REQUIRED WORK
All lines in the data below carrying the string "EventSink" are to be located and copied.

(Records from a data collection)
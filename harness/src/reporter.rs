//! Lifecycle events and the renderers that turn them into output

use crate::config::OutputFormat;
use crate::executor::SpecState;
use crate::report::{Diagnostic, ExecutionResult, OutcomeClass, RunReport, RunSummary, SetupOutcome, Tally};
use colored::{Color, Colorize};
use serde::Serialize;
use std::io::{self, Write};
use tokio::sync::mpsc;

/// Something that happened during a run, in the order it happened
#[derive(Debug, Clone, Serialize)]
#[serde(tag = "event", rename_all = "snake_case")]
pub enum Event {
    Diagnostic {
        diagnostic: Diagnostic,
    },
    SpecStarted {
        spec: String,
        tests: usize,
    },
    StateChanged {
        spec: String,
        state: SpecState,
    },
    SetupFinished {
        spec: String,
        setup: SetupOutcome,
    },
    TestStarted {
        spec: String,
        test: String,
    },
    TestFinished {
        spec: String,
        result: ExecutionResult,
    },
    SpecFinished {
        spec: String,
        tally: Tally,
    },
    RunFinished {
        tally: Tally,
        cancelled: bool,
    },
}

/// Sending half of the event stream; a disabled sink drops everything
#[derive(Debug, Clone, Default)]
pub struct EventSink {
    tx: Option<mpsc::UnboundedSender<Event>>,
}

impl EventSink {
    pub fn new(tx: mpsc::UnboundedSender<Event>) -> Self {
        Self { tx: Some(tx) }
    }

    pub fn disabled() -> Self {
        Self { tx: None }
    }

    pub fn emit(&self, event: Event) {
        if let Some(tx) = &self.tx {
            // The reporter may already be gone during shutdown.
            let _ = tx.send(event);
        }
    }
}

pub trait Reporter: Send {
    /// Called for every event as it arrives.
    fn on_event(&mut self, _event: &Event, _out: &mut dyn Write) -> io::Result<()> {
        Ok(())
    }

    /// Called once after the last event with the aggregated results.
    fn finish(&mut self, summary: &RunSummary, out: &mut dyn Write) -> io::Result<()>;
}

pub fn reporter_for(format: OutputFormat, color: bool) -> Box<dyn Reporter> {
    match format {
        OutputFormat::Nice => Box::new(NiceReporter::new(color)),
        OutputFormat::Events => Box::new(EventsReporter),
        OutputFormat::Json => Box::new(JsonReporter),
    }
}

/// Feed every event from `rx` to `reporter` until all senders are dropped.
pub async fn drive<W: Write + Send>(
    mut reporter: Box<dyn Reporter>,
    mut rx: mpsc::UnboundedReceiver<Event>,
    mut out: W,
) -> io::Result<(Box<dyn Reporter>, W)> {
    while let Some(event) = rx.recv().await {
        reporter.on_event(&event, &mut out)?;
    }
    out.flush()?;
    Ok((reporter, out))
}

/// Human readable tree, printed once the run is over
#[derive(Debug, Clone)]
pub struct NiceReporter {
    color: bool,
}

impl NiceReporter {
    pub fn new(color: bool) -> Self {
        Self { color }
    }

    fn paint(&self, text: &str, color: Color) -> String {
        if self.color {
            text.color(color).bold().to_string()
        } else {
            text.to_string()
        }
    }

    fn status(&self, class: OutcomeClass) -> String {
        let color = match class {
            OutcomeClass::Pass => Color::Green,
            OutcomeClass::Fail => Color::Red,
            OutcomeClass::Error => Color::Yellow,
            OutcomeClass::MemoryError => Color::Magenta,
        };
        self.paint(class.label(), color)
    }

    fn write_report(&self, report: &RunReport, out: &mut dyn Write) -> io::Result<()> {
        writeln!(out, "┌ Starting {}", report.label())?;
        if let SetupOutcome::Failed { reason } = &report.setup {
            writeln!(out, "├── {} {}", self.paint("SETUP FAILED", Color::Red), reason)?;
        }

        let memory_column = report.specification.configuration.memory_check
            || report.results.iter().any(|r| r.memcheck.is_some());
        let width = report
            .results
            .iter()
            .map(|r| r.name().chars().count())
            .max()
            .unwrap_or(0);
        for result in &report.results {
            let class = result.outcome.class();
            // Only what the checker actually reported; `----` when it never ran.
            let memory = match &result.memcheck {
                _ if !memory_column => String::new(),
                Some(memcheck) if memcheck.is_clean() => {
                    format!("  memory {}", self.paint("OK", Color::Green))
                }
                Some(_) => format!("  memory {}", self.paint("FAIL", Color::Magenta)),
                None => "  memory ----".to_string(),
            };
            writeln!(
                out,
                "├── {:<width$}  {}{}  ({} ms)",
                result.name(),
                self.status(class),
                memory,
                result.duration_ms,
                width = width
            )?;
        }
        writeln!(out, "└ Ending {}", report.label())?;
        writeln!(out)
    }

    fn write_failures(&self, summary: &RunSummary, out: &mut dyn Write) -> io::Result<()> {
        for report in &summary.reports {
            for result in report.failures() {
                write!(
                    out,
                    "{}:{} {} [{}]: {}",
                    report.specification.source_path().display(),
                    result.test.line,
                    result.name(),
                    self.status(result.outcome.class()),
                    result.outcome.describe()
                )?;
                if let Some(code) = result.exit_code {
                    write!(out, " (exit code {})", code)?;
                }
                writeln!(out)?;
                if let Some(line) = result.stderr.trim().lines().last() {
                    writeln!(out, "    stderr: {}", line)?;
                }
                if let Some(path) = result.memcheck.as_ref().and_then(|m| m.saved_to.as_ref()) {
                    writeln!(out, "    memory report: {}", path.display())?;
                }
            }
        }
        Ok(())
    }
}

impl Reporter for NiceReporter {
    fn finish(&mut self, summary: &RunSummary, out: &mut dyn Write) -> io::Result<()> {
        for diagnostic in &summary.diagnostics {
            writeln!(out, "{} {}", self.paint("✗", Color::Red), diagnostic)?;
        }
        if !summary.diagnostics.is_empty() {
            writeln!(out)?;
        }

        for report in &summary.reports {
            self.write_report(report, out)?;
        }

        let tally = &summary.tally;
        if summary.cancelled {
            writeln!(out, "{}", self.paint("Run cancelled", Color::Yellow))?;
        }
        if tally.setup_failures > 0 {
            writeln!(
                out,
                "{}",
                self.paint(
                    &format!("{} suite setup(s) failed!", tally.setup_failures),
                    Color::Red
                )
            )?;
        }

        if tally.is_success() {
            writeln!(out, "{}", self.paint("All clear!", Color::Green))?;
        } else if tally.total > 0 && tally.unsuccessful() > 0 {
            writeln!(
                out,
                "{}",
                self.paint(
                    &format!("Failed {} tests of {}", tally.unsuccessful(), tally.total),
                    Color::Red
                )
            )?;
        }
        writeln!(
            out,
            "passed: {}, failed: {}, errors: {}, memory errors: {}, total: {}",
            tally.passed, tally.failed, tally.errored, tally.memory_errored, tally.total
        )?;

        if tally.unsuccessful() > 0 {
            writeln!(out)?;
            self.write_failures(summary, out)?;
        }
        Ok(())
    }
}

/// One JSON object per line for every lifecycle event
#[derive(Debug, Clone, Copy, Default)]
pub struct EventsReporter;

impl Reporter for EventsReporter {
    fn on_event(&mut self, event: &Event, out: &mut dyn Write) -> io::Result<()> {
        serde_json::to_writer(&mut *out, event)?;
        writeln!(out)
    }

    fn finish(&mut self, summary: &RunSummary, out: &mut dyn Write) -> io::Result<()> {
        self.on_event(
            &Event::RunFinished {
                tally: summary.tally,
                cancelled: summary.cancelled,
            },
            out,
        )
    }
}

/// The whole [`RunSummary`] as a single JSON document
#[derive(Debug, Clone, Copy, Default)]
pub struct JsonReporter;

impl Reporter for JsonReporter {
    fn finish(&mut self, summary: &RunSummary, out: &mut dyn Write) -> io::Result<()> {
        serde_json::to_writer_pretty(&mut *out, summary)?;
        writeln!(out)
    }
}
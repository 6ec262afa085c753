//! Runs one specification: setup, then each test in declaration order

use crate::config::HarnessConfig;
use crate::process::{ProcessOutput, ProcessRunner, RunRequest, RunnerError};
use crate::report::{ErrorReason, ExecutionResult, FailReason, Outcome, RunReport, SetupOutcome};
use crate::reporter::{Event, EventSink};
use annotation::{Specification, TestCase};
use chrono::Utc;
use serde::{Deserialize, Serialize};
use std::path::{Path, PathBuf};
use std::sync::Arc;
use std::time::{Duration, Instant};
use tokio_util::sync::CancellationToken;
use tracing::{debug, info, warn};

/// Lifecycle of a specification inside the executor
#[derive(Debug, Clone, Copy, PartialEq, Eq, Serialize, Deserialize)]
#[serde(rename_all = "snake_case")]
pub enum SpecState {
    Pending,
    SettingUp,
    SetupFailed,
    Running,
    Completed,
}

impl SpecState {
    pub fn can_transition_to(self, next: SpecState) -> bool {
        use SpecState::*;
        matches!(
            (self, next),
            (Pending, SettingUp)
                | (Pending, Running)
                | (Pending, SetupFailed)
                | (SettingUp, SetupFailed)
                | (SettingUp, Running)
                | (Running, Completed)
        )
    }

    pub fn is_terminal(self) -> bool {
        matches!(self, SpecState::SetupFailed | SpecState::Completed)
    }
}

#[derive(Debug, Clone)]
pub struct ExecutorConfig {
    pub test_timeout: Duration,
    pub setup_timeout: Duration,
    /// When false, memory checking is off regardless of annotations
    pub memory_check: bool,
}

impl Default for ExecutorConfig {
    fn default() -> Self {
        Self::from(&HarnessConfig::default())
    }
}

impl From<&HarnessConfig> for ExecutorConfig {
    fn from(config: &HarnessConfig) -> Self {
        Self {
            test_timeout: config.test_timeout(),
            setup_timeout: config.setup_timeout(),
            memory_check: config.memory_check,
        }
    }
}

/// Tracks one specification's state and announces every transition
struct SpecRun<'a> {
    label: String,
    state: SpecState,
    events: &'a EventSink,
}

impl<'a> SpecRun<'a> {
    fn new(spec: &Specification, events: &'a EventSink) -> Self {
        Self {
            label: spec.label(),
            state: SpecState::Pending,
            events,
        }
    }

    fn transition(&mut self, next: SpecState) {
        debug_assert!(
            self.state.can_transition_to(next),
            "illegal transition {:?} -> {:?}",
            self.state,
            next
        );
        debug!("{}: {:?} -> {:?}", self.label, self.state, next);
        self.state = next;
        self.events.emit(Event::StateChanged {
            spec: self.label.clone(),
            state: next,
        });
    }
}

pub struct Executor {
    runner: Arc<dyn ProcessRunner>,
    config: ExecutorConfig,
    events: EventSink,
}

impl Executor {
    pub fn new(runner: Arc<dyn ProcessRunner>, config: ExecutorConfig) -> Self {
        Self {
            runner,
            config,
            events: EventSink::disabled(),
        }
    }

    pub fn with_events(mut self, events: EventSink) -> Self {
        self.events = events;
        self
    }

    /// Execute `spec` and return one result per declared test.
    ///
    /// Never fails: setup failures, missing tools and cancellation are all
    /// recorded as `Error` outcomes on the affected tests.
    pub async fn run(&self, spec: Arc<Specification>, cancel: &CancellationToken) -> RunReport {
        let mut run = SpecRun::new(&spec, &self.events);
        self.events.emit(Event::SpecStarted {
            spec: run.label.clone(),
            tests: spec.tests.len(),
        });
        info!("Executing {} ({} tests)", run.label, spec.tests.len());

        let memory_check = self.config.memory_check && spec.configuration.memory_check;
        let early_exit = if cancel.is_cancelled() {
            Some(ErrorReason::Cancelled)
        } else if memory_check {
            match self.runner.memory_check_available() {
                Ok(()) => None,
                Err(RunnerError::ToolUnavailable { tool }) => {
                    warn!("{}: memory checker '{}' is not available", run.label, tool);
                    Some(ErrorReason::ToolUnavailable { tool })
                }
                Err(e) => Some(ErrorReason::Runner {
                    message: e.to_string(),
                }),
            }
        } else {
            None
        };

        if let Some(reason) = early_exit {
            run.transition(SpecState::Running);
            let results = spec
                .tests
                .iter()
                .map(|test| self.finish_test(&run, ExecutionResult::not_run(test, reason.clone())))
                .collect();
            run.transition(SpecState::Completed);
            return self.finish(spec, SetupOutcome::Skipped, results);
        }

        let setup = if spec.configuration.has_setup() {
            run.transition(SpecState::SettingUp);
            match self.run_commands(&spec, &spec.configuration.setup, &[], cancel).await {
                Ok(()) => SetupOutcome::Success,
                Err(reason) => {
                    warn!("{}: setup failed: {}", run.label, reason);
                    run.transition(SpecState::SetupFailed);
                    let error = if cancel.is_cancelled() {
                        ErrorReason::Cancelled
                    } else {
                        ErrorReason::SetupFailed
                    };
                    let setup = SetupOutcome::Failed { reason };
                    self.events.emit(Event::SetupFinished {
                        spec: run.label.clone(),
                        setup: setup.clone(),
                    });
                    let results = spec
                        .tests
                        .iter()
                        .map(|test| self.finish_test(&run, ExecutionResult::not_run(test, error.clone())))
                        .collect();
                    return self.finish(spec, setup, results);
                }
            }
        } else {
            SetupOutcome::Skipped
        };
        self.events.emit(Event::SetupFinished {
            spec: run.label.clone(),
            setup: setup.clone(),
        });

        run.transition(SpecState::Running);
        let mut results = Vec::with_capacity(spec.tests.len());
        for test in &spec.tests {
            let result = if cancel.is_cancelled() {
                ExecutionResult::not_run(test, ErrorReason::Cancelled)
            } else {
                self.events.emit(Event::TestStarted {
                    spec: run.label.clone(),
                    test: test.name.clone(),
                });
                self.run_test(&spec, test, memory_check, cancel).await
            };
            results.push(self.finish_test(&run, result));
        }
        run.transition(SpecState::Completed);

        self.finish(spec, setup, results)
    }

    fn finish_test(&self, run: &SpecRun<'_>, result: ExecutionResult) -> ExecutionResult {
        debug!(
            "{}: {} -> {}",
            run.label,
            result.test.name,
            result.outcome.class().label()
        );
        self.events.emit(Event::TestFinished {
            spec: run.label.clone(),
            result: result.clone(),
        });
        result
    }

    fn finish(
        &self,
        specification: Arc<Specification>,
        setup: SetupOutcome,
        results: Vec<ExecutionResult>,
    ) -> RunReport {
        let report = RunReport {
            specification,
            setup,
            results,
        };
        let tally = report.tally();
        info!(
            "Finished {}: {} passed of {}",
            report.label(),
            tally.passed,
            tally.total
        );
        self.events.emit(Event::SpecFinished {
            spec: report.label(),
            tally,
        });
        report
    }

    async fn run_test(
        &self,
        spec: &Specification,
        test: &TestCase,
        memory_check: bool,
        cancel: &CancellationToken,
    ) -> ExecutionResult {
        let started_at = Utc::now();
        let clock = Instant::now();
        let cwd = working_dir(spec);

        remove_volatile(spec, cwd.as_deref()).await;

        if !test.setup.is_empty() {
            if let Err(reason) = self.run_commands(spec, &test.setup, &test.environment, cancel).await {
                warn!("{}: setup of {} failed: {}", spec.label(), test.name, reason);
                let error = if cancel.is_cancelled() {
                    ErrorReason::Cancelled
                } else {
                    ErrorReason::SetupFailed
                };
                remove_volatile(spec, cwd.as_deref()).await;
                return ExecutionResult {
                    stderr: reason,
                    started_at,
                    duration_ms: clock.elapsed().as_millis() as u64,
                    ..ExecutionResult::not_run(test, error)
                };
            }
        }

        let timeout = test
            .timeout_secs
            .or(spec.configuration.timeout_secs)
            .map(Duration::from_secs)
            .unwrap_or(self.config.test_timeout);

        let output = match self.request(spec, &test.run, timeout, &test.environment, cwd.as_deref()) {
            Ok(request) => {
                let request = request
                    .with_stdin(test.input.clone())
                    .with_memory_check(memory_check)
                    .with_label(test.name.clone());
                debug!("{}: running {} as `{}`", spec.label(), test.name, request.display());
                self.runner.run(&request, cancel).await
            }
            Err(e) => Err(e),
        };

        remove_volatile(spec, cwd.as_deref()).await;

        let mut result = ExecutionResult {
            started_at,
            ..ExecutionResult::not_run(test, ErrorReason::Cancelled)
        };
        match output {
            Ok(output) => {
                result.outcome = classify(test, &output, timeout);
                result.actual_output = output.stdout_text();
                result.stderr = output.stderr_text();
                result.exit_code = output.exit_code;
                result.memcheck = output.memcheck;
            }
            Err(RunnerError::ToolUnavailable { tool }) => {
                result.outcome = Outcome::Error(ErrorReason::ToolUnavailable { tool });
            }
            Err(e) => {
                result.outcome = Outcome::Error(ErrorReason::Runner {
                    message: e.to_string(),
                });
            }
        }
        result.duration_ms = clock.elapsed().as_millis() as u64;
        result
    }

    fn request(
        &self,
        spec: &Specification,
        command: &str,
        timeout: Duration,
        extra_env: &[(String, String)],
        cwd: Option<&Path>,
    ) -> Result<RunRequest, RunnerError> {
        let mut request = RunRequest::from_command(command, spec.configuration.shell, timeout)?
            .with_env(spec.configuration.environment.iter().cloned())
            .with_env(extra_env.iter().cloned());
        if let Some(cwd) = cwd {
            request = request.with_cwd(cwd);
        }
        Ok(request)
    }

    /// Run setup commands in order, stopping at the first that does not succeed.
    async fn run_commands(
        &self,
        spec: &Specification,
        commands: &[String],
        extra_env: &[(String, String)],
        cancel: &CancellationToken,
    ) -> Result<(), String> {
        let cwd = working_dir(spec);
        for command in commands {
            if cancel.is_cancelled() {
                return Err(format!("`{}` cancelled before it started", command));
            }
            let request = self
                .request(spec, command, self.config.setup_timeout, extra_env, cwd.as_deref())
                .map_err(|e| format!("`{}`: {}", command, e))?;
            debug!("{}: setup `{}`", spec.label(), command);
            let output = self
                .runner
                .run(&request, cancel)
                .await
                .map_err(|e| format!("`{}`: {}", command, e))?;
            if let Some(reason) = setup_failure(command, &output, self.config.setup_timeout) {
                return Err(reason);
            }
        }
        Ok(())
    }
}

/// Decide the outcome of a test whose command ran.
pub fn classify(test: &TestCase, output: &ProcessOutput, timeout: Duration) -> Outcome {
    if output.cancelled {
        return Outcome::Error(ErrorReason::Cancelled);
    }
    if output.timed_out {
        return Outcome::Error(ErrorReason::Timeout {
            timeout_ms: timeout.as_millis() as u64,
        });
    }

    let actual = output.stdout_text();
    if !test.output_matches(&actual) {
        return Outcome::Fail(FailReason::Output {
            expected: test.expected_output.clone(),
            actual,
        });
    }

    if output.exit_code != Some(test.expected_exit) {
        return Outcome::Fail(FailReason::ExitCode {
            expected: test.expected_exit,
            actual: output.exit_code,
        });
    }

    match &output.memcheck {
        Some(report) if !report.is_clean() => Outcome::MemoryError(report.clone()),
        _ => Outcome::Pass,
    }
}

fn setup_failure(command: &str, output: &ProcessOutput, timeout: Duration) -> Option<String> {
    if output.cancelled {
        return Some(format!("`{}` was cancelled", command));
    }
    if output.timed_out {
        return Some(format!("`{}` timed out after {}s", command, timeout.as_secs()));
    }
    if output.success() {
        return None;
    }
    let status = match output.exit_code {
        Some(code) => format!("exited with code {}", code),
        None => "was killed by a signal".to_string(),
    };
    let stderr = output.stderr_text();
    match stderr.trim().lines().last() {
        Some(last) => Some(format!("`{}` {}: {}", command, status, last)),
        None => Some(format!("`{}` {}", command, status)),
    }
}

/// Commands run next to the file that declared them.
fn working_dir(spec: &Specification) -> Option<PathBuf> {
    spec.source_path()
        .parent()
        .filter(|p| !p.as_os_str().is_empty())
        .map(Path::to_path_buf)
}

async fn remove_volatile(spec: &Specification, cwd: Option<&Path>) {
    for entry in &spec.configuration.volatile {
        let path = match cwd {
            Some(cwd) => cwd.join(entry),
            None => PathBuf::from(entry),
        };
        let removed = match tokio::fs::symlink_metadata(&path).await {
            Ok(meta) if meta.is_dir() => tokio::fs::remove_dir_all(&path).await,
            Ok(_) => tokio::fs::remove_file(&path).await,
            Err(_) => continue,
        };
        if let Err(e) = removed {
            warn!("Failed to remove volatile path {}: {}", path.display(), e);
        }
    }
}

EXERCISE OUTPUT
pub struct EventSink {
impl EventSink {
use crate::reporter::{Event, EventSink};
    events: &'a EventSink,
    fn new(spec: &Specification, events: &'a EventSink) -> Self {
    events: EventSink,
            events: EventSink::disabled(),
    pub fn with_events(mut self, events: EventSink) -> Self {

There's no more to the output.